Этим молодым человеком был мой отец… Он родился 18 марта 1906 года в Новозыбкове Орловской губернии (ныне Брянская область). По преданию, кто-то из его предков по отцовской линии был раввином. В семье его родителей – Ехиля Беньяминовича Певзнер и Софьи Израилевны, урожденной Шульман – было семеро детей: Павел, Моисей, Натан (Анатолий), Генах, Анна, Ольга, Раиса. Всех их раскидало по разным городам нашей большой страны. Павел и Моисей погибли на войне, Анна жила в Ленинграде, Ольга в Свердловске, Раиса в Риге, Анатолий и Генах с 1920-х годов обосновались в Нижнем Новгороде, обзавелись семьями.

Анатолий поначалу устроился в магазин учеником продавца, учился красиво резать сыр, колбасу, масло, точно взвешивать продукты, красиво обслуживать покупателей. Папочка был красивый молодой человек, остроумный, большой весельчак и балагур, любитель женщин. Тогда он и начал ухаживать за старшей из дочерей своей хозяйки, Зиночкой. Квартирант полюбился всему семейству. Когда он приходил с работы, вместе садились за стол, много рассказывали, шутили. Жили весело.

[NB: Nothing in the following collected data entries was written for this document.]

//! Single-record synthesis from a seeded RNG.

use std::collections::HashSet;

use rand::{Rng, SeedableRng};
use rand_chacha::ChaCha8Rng;

use crate::bucket::HourBucket;
use crate::config::GenerationConfig;
use crate::record::{
    ExposureRecord, HOURS_PER_DAY, INTERVALS_PER_DAY, KEY_LENGTH, KeyMaterial, ReportType,
    SubmissionHour,
};
use crate::region::RegionCode;

/// Builds records for one run, drawing every value from one RNG stream.
///
/// The synthesiser remembers every key it has handed out (plus any keys the
/// caller marks as taken) so key material is unique within the run.
pub(crate) struct RecordSynthesizer<'a> {
    config: &'a GenerationConfig,
    rng: ChaCha8Rng,
    taken_keys: HashSet<KeyMaterial>,
}

impl<'a> RecordSynthesizer<'a> {
    pub(crate) fn new(config: &'a GenerationConfig, taken_keys: HashSet<KeyMaterial>) -> Self {
        Self {
            config,
            rng: ChaCha8Rng::seed_from_u64(config.seed()),
            taken_keys,
        }
    }

    /// Synthesises one record owned by `region` and stamped with `bucket`.
    pub(crate) fn synthesize(&mut self, region: RegionCode, bucket: HourBucket) -> ExposureRecord {
        let submission_timestamp = bucket.start();
        let key_data = self.next_unique_key();
        let rolling_start_interval_number = self.rolling_start(submission_timestamp);
        let transmission_risk_level = self
            .rng
            .random_range(self.config.transmission_risk_level().as_inclusive());
        let days_since_onset_of_symptoms = self
            .rng
            .random_range(self.config.days_since_onset_of_symptoms().as_inclusive());
        let consent_to_federation = self.rng.random_ratio(1, 2);

        ExposureRecord {
            key_data,
            rolling_start_interval_number,
            rolling_period: INTERVALS_PER_DAY,
            transmission_risk_level,
            submission_timestamp,
            origin_country: region,
            visited_countries: vec![region],
            report_type: ReportType::ConfirmedTest,
            days_since_onset_of_symptoms,
            consent_to_federation,
        }
    }

    fn next_unique_key(&mut self) -> KeyMaterial {
        loop {
            let mut bytes = [0_u8; KEY_LENGTH];
            self.rng.fill(&mut bytes);
            let key = KeyMaterial::new(bytes);
            if self.taken_keys.insert(key) {
                return key;
            }
        }
    }

    /// Picks the midnight the key became active: the submission day or up to
    /// `retention_days` before it.
    fn rolling_start(&mut self, submission: SubmissionHour) -> u32 {
        let submission_day = submission.hours_since_epoch().div_euclid(HOURS_PER_DAY);
        let key_age_days = self
            .rng
            .random_range(0..=i64::from(self.config.retention_days()));
        let start_day = submission_day.saturating_sub(key_age_days);
        let interval = start_day.saturating_mul(i64::from(INTERVALS_PER_DAY));
        // Pre-epoch submissions clamp to interval zero.
        u32::try_from(interval.max(0)).unwrap_or(u32::MAX)
    }
}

Бабушка его спрашивала, зная, что он меняет свои симпатии: «Что же будет, когда женишься?», на что он отвечал: «Женюсь – переменюсь!». Он быстро рос по работе, и в 1934 году его отправили на учебу в Ленинград, в Высшую школу профсоюзов (по линии ЦК профсоюзов госторговли и кооперации), которую он через год успешно окончил.

За время его отсутствия подросла Раечка, окончила школу (7 классов) и училась в авиационном техникуме. Тогда еще не было трамвая в этом районе, и ей приходилось пешком ходить в город, на ул. Свердлова, где тогда находился техникум. Училась она хорошо, помогала врожденная грамотность (писала без ошибок).

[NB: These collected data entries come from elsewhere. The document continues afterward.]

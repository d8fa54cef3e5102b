//! Generation configuration and its validation.
//!
//! Raw values arrive as [`GenerationParameters`], typically from settings
//! loaded by the calling service. [`GenerationConfig::from_parameters`]
//! checks every value before any collaborator is contacted, so a generation
//! run with a config in hand can only fail in its I/O.

use std::collections::HashSet;
use std::ops::RangeInclusive;

use crate::error::ConfigError;
use crate::region::RegionCode;

/// Largest accepted retention window, in days.
pub const MAX_RETENTION_DAYS: i64 = 3_650;

/// Default transmission risk level range.
pub const DEFAULT_TRANSMISSION_RISK_LEVEL: AttributeRange = AttributeRange::new(1, 8);

/// Default days-since-onset-of-symptoms range.
pub const DEFAULT_DAYS_SINCE_ONSET_OF_SYMPTOMS: AttributeRange = AttributeRange::new(-14, 14);

/// Inclusive bounds for a synthesised scalar attribute.
#[derive(Debug, Clone, Copy, PartialEq, Eq)]
pub struct AttributeRange {
    min: i32,
    max: i32,
}

impl AttributeRange {
    /// Creates a range; bounds are checked during config validation.
    #[must_use]
    pub const fn new(min: i32, max: i32) -> Self {
        Self { min, max }
    }

    /// Returns the lower bound.
    #[must_use]
    pub const fn min(self) -> i32 {
        self.min
    }

    /// Returns the upper bound.
    #[must_use]
    pub const fn max(self) -> i32 {
        self.max
    }

    /// Returns the range for sampling.
    #[must_use]
    pub const fn as_inclusive(self) -> RangeInclusive<i32> {
        self.min..=self.max
    }

    fn validate(self, attribute: &'static str) -> Result<Self, ConfigError> {
        if self.min > self.max {
            return Err(ConfigError::InvalidAttributeRange {
                attribute,
                min: self.min,
                max: self.max,
            });
        }
        Ok(self)
    }
}

/// Unvalidated generation parameters.
#[derive(Debug, Clone, PartialEq, Eq)]
pub struct GenerationParameters {
    /// Target records per hour bucket and region.
    pub exposures_per_hour: i64,
    /// RNG seed.
    pub seed: u64,
    /// Retention window in days.
    pub retention_days: i64,
    /// Regions to generate records for, in generation order.
    pub supported_regions: Vec<RegionCode>,
    /// Valid transmission risk levels.
    pub transmission_risk_level: AttributeRange,
    /// Valid days-since-onset-of-symptoms values.
    pub days_since_onset_of_symptoms: AttributeRange,
}

/// The records-per-hour target of one region.
#[derive(Debug, Clone, Copy, PartialEq, Eq)]
pub struct RegionTarget {
    /// Region the target applies to.
    pub region: RegionCode,
    /// Required records per hour bucket.
    pub exposures_per_hour: u32,
}

/// Validated generation configuration.
///
/// # Example
///
/// ```
/// use synthetic_exposures::{
///     DEFAULT_DAYS_SINCE_ONSET_OF_SYMPTOMS, DEFAULT_TRANSMISSION_RISK_LEVEL, GenerationConfig,
///     GenerationParameters, RegionCode,
/// };
///
/// let config = GenerationConfig::from_parameters(GenerationParameters {
///     exposures_per_hour: 2,
///     seed: 0,
///     retention_days: 1,
///     supported_regions: vec![RegionCode::new("DE").expect("valid region")],
///     transmission_risk_level: DEFAULT_TRANSMISSION_RISK_LEVEL,
///     days_since_onset_of_symptoms: DEFAULT_DAYS_SINCE_ONSET_OF_SYMPTOMS,
/// })
/// .expect("valid config");
///
/// assert_eq!(config.exposures_per_hour(), 2);
/// assert_eq!(config.region_targets().count(), 1);
/// ```
#[derive(Debug, Clone, PartialEq, Eq)]
pub struct GenerationConfig {
    exposures_per_hour: u32,
    seed: u64,
    retention_days: u32,
    supported_regions: Vec<RegionCode>,
    transmission_risk_level: AttributeRange,
    days_since_onset_of_symptoms: AttributeRange,
}

impl GenerationConfig {
    /// Validates raw parameters.
    ///
    /// # Errors
    ///
    /// Returns [`ConfigError`] if:
    /// - the target is zero, negative, or wider than `u32`
    /// - retention is negative or above [`MAX_RETENTION_DAYS`]
    /// - no region is supported
    /// - an attribute range has `min > max`
    ///
    /// Repeated regions are dropped, keeping the first occurrence, so each
    /// region gets exactly one target.
    pub fn from_parameters(parameters: GenerationParameters) -> Result<Self, ConfigError> {
        let target = parameters.exposures_per_hour;
        if target <= 0 {
            return Err(ConfigError::NonPositiveTarget { value: target });
        }
        let exposures_per_hour =
            u32::try_from(target).map_err(|_| ConfigError::TargetTooLarge { value: target })?;

        let retention_days = validate_retention(parameters.retention_days)?;

        if parameters.supported_regions.is_empty() {
            return Err(ConfigError::NoSupportedRegions);
        }

        let transmission_risk_level = parameters
            .transmission_risk_level
            .validate("transmission_risk_level")?;
        let days_since_onset_of_symptoms = parameters
            .days_since_onset_of_symptoms
            .validate("days_since_onset_of_symptoms")?;

        Ok(Self {
            exposures_per_hour,
            seed: parameters.seed,
            retention_days,
            supported_regions: dedup_regions(parameters.supported_regions),
            transmission_risk_level,
            days_since_onset_of_symptoms,
        })
    }

    /// Returns the records-per-hour target.
    #[must_use]
    pub const fn exposures_per_hour(&self) -> u32 {
        self.exposures_per_hour
    }

    /// Returns the RNG seed.
    #[must_use]
    pub const fn seed(&self) -> u64 {
        self.seed
    }

    /// Returns the retention window in days.
    #[must_use]
    pub const fn retention_days(&self) -> u32 {
        self.retention_days
    }

    /// Returns the supported regions in configuration order.
    #[must_use]
    pub fn supported_regions(&self) -> &[RegionCode] {
        &self.supported_regions
    }

    /// Returns the transmission risk level range.
    #[must_use]
    pub const fn transmission_risk_level(&self) -> AttributeRange {
        self.transmission_risk_level
    }

    /// Returns the days-since-onset-of-symptoms range.
    #[must_use]
    pub const fn days_since_onset_of_symptoms(&self) -> AttributeRange {
        self.days_since_onset_of_symptoms
    }

    /// Returns one target per supported region, in configuration order.
    pub fn region_targets(&self) -> impl Iterator<Item = RegionTarget> + '_ {
        self.supported_regions.iter().map(|&region| RegionTarget {
            region,
            exposures_per_hour: self.exposures_per_hour,
        })
    }
}

fn dedup_regions(regions: Vec<RegionCode>) -> Vec<RegionCode> {
    let mut seen = HashSet::with_capacity(regions.len());
    regions.into_iter().filter(|region| seen.insert(*region)).collect()
}

/// Checks a retention value and narrows it to `u32`.
pub(crate) fn validate_retention(retention_days: i64) -> Result<u32, ConfigError> {
    if retention_days < 0 {
        return Err(ConfigError::NegativeRetention {
            value: retention_days,
        });
    }
    if retention_days > MAX_RETENTION_DAYS {
        return Err(ConfigError::RetentionTooLarge {
            value: retention_days,
        });
    }
    u32::try_from(retention_days).map_err(|_| ConfigError::RetentionTooLarge {
        value: retention_days,
    })
}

Толя вернулся из Ленинграда, увидел Раечку – молодую красавицу в своем доме, влюбился и вскоре сделал ей предложение. Зиночка встречалась с другим молодым человеком.

Толя и Рая поженились 23 марта 1935 года. На свадьбу из Новозыбкова приезжал дед Ехиль, присутствовали папин брат Генах с женой Басей. На другой день сделали знаменитую фотографию, и дед уехал.

фото

На следующий день после свадьбы Анатолия и Раисы (они слева),

в центре – Ехиль Беньяминович, справа – Геннадий и Бася Певзнер. 24 марта 1935 года

Рая и Толя переехали на Автозавод, в маленькую комнатушку в общежитии на ул. Жданова (ныне Молодежный проспект), т. к. папа уже работал товароведом в Автозаводском торге. Первая беременность у мамы была неудачной – выкидыш. А в июне 1936 года уже и я появилась. Папочка действительно переменился, стал замечательным мужем и прекрасным отцом, помогал маме во всем, очень заботился о нас.

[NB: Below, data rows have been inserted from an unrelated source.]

//! Behavioural tests for deficit-driven exposure generation.
//!
//! These tests validate the crate's behaviour against Gherkin scenarios
//! covering configuration validation, shortfall computation, and
//! deterministic synthesis.

// `expect` is idiomatic in test code for failing fast on precondition violations.
#![expect(
    clippy::expect_used,
    reason = "test code uses expect for clear failure messages"
)]

use std::collections::HashMap;

use chrono::{DateTime, TimeZone, Utc};
use rstest::fixture;
use rstest_bdd::Slot;
use rstest_bdd_macros::{ScenarioState, given, scenario, then, when};
use synthetic_exposures::{
    ConfigError, DEFAULT_DAYS_SINCE_ONSET_OF_SYMPTOMS, DEFAULT_TRANSMISSION_RISK_LEVEL,
    ExposureRecord, GenerationConfig, GenerationParameters, INTERVALS_PER_DAY, KeyMaterial,
    RegionCode, ReportType, SubmissionHour, generate_missing_exposures, parse_region_list,
    plan_buckets,
};

// ============================================================================
// Test fixtures and constants
// ============================================================================

/// `2020-07-15T11:00:00Z`, the hour before [`now`].
const PRIOR_HOUR: SubmissionHour = SubmissionHour::new(443_003);

type ExistingByRegion = HashMap<RegionCode, Vec<ExposureRecord>>;

/// Test world holding configuration, existing data, and generated output.
#[derive(Default, ScenarioState)]
struct World {
    config_result: Slot<Result<GenerationConfig, ConfigError>>,
    existing: Slot<ExistingByRegion>,
    generated: Slot<Vec<ExposureRecord>>,
    second_generation: Slot<Vec<ExposureRecord>>,
}

impl World {
    /// Extracts the valid configuration from the world state.
    fn config(&self) -> GenerationConfig {
        self.config_result
            .get()
            .expect("config should be set")
            .expect("config should be valid")
    }

    /// Extracts the configuration result (Ok or Err) from the world state.
    fn config_result(&self) -> Result<GenerationConfig, ConfigError> {
        self.config_result.get().expect("config result should be set")
    }

    /// Extracts the existing records, defaulting to an empty store.
    fn existing(&self) -> ExistingByRegion {
        self.existing.get().unwrap_or_default()
    }

    /// Extracts the generated records from the world state.
    fn generated(&self) -> Vec<ExposureRecord> {
        self.generated.get().expect("records should be generated")
    }
}

#[fixture]
fn world() -> World {
    World::default()
}

fn now() -> DateTime<Utc> {
    Utc.with_ymd_and_hms(2020, 7, 15, 12, 0, 0)
        .single()
        .expect("valid fixture timestamp")
}

fn region(code: &str) -> RegionCode {
    RegionCode::new(code).expect("valid region")
}

/// Builds `count` records owned by `owner` for each of the given hours.
fn records_for_hours(
    owner: RegionCode,
    count: usize,
    hours: impl Iterator<Item = SubmissionHour>,
) -> Vec<ExposureRecord> {
    let mut records = Vec::new();
    let mut tag: u64 = 0;
    for hour in hours {
        for _ in 0..count {
            tag += 1;
            let mut bytes = [0xee_u8; 16];
            bytes[..8].copy_from_slice(&tag.to_be_bytes());
            records.push(ExposureRecord {
                key_data: KeyMaterial::new(bytes),
                rolling_start_interval_number: 0,
                rolling_period: INTERVALS_PER_DAY,
                transmission_risk_level: 1,
                submission_timestamp: hour,
                origin_country: owner,
                visited_countries: vec![owner],
                report_type: ReportType::ConfirmedTest,
                days_since_onset_of_symptoms: 0,
                consent_to_federation: true,
            });
        }
    }
    records
}

// ============================================================================
// Given steps
// ============================================================================

#[given("a config of {target} exposures per hour over {days} retention days for \"{regions}\"")]
fn a_config(world: &World, target: i64, days: i64, regions: String) {
    let supported_regions = parse_region_list(&regions).expect("well-formed region list");
    let result = GenerationConfig::from_parameters(GenerationParameters {
        exposures_per_hour: target,
        seed: 0,
        retention_days: days,
        supported_regions,
        transmission_risk_level: DEFAULT_TRANSMISSION_RISK_LEVEL,
        days_since_onset_of_symptoms: DEFAULT_DAYS_SINCE_ONSET_OF_SYMPTOMS,
    });
    world.config_result.set(result);
}

#[given("an empty exposure store")]
fn an_empty_exposure_store(world: &World) {
    world.existing.set(HashMap::new());
}

#[given("{count} existing records per hour for \"{code}\" across the whole window")]
fn existing_records_across_the_window(world: &World, count: usize, code: String) {
    let owner = region(&code);
    let buckets = plan_buckets(now(), i64::from(world.config().retention_days()))
        .expect("valid retention");
    let records = records_for_hours(owner, count, buckets.into_iter().map(|b| b.start()));
    world.existing.set(HashMap::from([(owner, records)]));
}

#[given("{count} existing records for \"{code}\" in the hour before now")]
fn existing_records_in_prior_hour(world: &World, count: usize, code: String) {
    let owner = region(&code);
    let records = records_for_hours(owner, count, std::iter::once(PRIOR_HOUR));
    world.existing.set(HashMap::from([(owner, records)]));
}

// ============================================================================
// When steps
// ============================================================================

#[when("missing records are generated")]
fn missing_records_are_generated(world: &World) {
    let records = generate_missing_exposures(&world.config(), &world.existing(), now())
        .expect("generation succeeds");
    world.generated.set(records);
}

#[when("missing records are generated twice")]
fn missing_records_are_generated_twice(world: &World) {
    let config = world.config();
    let existing = world.existing();

    let first = generate_missing_exposures(&config, &existing, now()).expect("first generation");
    let second =
        generate_missing_exposures(&config, &existing, now()).expect("second generation");

    world.generated.set(first);
    world.second_generation.set(second);
}

// ============================================================================
// Then steps
// ============================================================================

#[then("{count} records are generated")]
fn records_are_generated(world: &World, count: usize) {
    assert_eq!(world.generated().len(), count);
}

#[then("nothing is generated")]
fn nothing_is_generated(world: &World) {
    let generated = world.generated();
    assert!(generated.is_empty(), "Expected no records: {generated:?}");
}

#[then("every generated record lies within the retention window")]
fn every_record_lies_within_the_window(world: &World) {
    let buckets = plan_buckets(now(), i64::from(world.config().retention_days()))
        .expect("valid retention");
    let oldest = buckets.first().expect("window has buckets").start();
    let newest = buckets.last().expect("window has buckets").start();

    for record in world.generated() {
        assert!(
            (oldest..=newest).contains(&record.submission_timestamp),
            "Record outside window: {record:?}"
        );
    }
}

#[then("every generated record is visible only in \"{code}\"")]
fn every_record_is_visible_only_in(world: &World, code: String) {
    let owner = region(&code);
    for record in world.generated() {
        assert_eq!(record.visited_countries, vec![owner]);
    }
}

#[then("no generated record carries the prior hour")]
fn no_record_carries_the_prior_hour(world: &World) {
    for record in world.generated() {
        assert_ne!(record.submission_timestamp, PRIOR_HOUR);
    }
}

#[then("both generations are identical")]
fn both_generations_are_identical(world: &World) {
    let first = world.generated();
    let second = world
        .second_generation
        .get()
        .expect("second generation should be set");

    assert!(!first.is_empty());
    assert_eq!(first, second, "Generations should be deterministic");
}

#[then("the configuration fails with a negative retention error")]
fn configuration_fails_with_negative_retention(world: &World) {
    match world.config_result() {
        Err(ConfigError::NegativeRetention { .. }) => {}
        other => panic!("Expected NegativeRetention, got: {other:?}"),
    }
}

#[then("the configuration fails with a missing regions error")]
fn configuration_fails_with_missing_regions(world: &World) {
    match world.config_result() {
        Err(ConfigError::NoSupportedRegions) => {}
        other => panic!("Expected NoSupportedRegions, got: {other:?}"),
    }
}

// ============================================================================
// Scenario bindings
// ============================================================================

#[scenario(
    path = "tests/features/deficit_generation.feature",
    name = "Empty store is filled up to the hourly target"
)]
fn empty_store_is_filled_up_to_the_hourly_target(world: World) {
    let _ = world;
}

#[scenario(
    path = "tests/features/deficit_generation.feature",
    name = "Store meeting the target needs no new records"
)]
fn store_meeting_the_target_needs_no_new_records(world: World) {
    let _ = world;
}

#[scenario(
    path = "tests/features/deficit_generation.feature",
    name = "Satisfied prior hour is not regenerated"
)]
fn satisfied_prior_hour_is_not_regenerated(world: World) {
    let _ = world;
}

#[scenario(
    path = "tests/features/deficit_generation.feature",
    name = "Generation is deterministic"
)]
fn generation_is_deterministic(world: World) {
    let _ = world;
}

#[scenario(
    path = "tests/features/deficit_generation.feature",
    name = "Negative retention is rejected"
)]
fn negative_retention_is_rejected(world: World) {
    let _ = world;
}

#[scenario(
    path = "tests/features/deficit_generation.feature",
    name = "Empty region list is rejected"
)]
fn empty_region_list_is_rejected(world: World) {
    let _ = world;
}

В 1941 году мы уже жили в другом месте, на ул. Кирова, д. 7, кв. 6 (3-й этаж), в 14-метровой комнате коммунальной трехкомнатной квартиры, где кроме нас жили еще две семьи – Новиковы и Орданские. В 1932 году пустили Горьковский автозавод, и эти дома построили американцы для рабочих завода (так называемый Американский поселок). Улица Кирова – это 15 четырехэтажных 24-квартирных домов, стоящих в один ряд (пять домов – дорога, еще пять – опять дорога), их так и называли – пятки´ (с ударением на последний слог). Хорошо помню, как, наверное, в конце мая или начале июня 1941-го (было тепло) я обошла весь свой пяток, от нашего дома к первому, и поговорила со всеми старушками, сидящими у подъездов. Я спрашивала у них: «У вас дети есть? Пусть приходят ко мне на день рождения 4-го июня» (почему-то 4-го, хотя родилась я 3-го), и называла адрес.

Мамочка накануне войны уже не работала, занималась домом и детьми (10 марта 1938 года родился брат Женя), а папа возглавлял отдел снабжения Автозаводского торга. Он был большой знаток своего дела, прошел весь путь с самых азов, и его очень уважали.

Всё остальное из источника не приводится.